• Exercise description: Please return the lines below verbatim, beginning at the one that has "repository 79b23b3516fa2848" and stopping after the one that has "its own URL.", and add no other lines.

• Data section:
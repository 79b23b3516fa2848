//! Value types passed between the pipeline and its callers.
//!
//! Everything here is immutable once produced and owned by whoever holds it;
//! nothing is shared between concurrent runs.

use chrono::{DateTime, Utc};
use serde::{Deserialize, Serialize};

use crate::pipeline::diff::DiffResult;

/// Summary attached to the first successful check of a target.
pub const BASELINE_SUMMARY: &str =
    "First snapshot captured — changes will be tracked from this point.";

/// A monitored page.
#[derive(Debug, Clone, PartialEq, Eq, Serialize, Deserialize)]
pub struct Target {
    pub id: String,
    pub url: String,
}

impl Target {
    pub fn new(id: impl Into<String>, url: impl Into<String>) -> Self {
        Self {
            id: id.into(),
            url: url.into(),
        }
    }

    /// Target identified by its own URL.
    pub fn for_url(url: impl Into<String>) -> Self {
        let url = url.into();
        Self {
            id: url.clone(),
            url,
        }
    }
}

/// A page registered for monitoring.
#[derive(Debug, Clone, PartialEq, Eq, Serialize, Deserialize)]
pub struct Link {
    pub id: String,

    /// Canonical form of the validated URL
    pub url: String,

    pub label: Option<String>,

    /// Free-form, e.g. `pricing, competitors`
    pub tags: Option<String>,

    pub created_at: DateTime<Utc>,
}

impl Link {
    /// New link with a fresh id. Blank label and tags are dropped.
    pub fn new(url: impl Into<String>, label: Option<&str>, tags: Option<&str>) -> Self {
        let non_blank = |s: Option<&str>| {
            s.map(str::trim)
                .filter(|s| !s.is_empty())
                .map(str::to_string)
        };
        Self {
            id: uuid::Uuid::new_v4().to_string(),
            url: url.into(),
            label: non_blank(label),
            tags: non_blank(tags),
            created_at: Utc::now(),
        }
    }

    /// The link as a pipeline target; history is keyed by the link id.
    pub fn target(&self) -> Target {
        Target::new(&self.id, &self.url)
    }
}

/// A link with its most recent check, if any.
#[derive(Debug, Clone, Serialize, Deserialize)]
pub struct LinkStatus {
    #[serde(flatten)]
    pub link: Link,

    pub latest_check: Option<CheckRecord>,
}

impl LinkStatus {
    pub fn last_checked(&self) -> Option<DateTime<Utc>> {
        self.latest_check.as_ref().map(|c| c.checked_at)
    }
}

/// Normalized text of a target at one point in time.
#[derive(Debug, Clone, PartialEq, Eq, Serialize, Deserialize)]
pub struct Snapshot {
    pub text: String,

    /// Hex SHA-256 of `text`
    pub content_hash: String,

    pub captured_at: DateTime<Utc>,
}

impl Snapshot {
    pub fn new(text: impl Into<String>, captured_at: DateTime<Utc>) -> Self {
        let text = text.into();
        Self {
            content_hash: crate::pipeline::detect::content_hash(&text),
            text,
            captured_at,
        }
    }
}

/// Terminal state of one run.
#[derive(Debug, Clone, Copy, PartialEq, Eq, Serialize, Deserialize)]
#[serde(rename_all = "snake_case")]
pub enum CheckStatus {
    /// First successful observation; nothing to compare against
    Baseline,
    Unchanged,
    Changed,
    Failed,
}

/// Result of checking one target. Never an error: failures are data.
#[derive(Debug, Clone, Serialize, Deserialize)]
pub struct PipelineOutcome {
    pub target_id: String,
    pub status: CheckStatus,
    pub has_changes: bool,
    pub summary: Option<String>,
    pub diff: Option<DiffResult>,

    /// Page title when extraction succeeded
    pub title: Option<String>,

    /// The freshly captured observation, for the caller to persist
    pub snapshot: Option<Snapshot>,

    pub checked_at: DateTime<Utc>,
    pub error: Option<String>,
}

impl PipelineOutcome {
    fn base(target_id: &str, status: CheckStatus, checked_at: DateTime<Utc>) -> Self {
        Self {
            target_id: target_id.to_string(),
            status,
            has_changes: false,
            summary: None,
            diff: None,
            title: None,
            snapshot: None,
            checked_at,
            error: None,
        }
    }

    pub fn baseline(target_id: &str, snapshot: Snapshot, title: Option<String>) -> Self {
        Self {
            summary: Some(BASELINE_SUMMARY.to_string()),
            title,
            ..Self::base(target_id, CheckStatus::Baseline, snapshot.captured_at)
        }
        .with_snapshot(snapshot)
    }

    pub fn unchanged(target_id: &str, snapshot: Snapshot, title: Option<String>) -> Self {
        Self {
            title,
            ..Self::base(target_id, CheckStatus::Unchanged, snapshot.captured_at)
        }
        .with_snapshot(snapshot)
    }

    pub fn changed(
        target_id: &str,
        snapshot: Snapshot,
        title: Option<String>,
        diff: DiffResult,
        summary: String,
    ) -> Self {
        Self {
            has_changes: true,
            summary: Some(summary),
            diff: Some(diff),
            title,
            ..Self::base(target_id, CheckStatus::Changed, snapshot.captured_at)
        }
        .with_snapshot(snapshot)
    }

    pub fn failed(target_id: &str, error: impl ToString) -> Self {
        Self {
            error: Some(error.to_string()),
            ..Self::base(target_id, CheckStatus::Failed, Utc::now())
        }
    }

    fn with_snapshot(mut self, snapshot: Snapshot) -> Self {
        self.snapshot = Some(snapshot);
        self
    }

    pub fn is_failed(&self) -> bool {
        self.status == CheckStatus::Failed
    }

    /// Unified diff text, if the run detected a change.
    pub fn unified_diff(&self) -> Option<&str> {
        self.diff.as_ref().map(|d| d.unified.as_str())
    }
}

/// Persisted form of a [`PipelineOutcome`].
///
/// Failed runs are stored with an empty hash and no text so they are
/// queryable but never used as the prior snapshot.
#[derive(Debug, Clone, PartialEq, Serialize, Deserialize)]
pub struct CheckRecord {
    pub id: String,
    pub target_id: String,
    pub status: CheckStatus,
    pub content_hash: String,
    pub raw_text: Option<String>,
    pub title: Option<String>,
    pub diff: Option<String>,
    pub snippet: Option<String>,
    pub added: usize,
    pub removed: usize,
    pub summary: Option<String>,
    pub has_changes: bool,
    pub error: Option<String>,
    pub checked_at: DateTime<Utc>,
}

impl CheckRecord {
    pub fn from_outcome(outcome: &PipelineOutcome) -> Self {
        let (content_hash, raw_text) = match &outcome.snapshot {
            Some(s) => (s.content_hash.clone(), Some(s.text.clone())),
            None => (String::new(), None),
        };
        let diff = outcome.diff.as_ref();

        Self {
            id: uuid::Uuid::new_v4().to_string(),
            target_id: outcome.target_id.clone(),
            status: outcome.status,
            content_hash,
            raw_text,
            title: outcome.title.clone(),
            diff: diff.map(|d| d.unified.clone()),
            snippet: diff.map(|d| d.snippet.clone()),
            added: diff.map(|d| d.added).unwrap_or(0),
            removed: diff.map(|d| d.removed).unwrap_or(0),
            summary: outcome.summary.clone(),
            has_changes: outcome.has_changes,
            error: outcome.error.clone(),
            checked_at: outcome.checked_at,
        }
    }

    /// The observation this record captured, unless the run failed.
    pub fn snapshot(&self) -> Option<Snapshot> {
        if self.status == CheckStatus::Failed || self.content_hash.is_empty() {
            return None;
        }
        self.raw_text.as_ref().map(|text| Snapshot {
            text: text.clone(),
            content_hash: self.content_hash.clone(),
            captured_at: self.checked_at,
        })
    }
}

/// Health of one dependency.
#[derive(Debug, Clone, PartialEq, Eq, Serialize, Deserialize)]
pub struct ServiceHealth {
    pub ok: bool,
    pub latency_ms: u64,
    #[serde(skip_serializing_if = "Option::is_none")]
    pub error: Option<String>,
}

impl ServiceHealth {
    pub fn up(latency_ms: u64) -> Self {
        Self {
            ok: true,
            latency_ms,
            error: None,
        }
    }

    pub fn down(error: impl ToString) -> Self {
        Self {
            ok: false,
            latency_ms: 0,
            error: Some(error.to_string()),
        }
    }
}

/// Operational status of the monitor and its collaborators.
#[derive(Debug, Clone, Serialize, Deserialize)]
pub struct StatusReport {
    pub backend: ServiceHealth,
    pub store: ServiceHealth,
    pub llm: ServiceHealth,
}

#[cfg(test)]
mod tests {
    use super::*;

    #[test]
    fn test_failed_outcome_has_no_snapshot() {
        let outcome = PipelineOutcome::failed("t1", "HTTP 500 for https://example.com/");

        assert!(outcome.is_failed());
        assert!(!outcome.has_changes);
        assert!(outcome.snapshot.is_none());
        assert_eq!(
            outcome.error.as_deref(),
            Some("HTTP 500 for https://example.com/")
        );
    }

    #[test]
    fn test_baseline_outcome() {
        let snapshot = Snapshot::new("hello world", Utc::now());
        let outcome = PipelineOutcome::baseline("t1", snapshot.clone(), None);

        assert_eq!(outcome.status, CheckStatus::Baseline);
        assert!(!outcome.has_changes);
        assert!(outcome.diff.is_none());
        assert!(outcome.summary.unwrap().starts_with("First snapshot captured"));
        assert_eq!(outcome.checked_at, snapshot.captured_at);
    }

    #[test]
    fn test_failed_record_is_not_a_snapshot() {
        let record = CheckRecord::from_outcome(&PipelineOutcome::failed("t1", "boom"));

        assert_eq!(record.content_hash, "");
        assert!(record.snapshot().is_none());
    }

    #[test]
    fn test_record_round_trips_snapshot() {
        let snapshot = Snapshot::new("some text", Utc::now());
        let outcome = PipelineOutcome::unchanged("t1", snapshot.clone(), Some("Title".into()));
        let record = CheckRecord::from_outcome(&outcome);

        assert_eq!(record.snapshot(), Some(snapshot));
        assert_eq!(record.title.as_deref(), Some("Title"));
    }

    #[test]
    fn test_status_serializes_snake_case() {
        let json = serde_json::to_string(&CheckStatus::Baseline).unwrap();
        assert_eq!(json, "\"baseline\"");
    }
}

---

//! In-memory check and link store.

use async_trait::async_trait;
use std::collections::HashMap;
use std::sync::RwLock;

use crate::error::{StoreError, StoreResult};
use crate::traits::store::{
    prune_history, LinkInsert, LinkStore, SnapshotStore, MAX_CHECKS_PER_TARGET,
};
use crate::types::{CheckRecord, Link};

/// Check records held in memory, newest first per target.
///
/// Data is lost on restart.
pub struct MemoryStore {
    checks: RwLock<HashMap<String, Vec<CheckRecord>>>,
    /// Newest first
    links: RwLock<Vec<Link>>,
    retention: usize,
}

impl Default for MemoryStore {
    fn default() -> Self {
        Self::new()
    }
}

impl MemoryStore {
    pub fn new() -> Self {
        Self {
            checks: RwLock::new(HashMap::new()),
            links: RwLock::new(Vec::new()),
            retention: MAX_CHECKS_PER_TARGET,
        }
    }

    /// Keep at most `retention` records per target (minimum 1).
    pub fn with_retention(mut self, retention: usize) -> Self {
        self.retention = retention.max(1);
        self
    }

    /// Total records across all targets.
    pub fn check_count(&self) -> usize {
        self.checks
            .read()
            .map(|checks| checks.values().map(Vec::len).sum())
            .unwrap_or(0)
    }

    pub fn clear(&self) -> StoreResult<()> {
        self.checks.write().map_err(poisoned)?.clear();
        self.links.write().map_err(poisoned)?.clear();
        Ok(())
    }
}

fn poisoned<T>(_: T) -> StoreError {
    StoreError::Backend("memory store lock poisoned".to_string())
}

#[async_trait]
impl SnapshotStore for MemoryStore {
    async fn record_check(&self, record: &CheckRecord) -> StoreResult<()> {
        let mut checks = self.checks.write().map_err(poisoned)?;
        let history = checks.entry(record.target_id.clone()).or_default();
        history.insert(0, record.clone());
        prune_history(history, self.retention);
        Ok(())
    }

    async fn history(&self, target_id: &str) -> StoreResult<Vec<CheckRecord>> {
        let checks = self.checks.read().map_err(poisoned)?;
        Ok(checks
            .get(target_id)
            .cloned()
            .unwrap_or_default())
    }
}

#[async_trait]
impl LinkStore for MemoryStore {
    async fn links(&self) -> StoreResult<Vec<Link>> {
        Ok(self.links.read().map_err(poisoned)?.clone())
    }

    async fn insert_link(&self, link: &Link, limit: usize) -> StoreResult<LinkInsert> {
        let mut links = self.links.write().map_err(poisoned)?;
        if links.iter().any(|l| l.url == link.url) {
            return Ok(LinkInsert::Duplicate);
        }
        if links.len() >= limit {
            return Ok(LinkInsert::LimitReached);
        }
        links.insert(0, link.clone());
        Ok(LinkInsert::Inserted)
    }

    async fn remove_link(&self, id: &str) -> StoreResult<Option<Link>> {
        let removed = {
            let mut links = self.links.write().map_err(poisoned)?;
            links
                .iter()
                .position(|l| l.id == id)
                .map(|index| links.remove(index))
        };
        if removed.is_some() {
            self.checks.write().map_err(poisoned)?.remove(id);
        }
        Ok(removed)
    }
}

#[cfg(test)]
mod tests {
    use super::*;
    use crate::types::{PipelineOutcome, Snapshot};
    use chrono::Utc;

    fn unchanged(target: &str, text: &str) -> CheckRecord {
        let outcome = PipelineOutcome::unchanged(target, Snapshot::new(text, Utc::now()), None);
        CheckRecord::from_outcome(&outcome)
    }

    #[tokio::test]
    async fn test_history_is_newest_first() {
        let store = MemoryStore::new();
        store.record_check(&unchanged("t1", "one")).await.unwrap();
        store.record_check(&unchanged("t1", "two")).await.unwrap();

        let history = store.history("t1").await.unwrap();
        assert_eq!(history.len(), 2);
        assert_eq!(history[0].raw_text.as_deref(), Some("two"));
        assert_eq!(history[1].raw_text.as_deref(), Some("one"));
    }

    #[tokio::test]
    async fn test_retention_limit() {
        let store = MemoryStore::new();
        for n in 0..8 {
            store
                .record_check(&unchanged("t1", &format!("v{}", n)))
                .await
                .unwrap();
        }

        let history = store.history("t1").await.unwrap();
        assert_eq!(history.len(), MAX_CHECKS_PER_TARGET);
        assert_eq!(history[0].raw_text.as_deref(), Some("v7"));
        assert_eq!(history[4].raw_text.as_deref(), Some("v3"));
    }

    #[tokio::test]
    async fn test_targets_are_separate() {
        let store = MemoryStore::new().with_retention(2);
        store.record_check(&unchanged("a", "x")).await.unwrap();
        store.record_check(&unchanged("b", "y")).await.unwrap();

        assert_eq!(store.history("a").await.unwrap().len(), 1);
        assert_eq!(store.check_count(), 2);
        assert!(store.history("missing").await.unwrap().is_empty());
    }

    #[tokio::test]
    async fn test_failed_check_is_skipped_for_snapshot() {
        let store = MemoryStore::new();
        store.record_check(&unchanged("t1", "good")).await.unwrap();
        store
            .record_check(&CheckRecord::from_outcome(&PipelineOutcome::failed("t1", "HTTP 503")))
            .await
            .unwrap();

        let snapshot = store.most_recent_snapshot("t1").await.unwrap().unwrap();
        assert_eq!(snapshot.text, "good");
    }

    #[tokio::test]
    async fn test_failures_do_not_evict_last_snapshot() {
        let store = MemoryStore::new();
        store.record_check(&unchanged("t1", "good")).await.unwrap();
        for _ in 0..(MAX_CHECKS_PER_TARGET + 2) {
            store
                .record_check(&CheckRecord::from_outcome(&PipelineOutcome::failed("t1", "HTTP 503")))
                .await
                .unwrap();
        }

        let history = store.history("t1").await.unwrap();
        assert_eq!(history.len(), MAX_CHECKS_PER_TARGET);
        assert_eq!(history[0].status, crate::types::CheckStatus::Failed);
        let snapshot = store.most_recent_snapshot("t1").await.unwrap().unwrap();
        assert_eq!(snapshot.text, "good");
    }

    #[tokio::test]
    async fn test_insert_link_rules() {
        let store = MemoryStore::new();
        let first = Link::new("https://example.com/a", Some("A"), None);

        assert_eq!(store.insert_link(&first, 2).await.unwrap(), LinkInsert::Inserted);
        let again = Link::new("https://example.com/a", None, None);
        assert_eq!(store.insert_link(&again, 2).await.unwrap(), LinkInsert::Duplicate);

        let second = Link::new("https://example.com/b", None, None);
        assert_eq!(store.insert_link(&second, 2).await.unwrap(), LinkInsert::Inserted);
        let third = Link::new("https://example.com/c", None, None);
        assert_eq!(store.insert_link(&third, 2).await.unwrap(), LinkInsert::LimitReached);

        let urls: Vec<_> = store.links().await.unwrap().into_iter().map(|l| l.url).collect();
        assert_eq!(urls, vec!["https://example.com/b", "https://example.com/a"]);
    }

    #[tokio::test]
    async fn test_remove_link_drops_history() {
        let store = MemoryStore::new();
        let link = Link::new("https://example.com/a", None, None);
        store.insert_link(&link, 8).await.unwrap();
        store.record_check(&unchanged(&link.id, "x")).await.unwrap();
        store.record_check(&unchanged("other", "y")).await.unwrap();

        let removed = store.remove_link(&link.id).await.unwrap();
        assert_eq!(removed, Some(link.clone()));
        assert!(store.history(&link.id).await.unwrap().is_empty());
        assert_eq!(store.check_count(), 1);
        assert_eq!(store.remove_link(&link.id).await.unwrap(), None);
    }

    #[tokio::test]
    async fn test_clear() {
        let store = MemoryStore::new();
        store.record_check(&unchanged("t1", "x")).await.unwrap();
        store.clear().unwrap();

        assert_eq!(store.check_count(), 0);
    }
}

• Solution to this problem:
repository 79b23b3516fa2848
//! Value types passed between the pipeline and its callers.
//!
//! Everything here is immutable once produced and owned by whoever holds it;
//! nothing is shared between concurrent runs.

use chrono::{DateTime, Utc};
use serde::{Deserialize, Serialize};

use crate::pipeline::diff::DiffResult;

/// Summary attached to the first successful check of a target.
pub const BASELINE_SUMMARY: &str =
    "First snapshot captured — changes will be tracked from this point.";

/// A monitored page.
#[derive(Debug, Clone, PartialEq, Eq, Serialize, Deserialize)]
pub struct Target {
    pub id: String,
    pub url: String,
}

impl Target {
    pub fn new(id: impl Into<String>, url: impl Into<String>) -> Self {
        Self {
            id: id.into(),
            url: url.into(),
        }
    }

    /// Target identified by its own URL.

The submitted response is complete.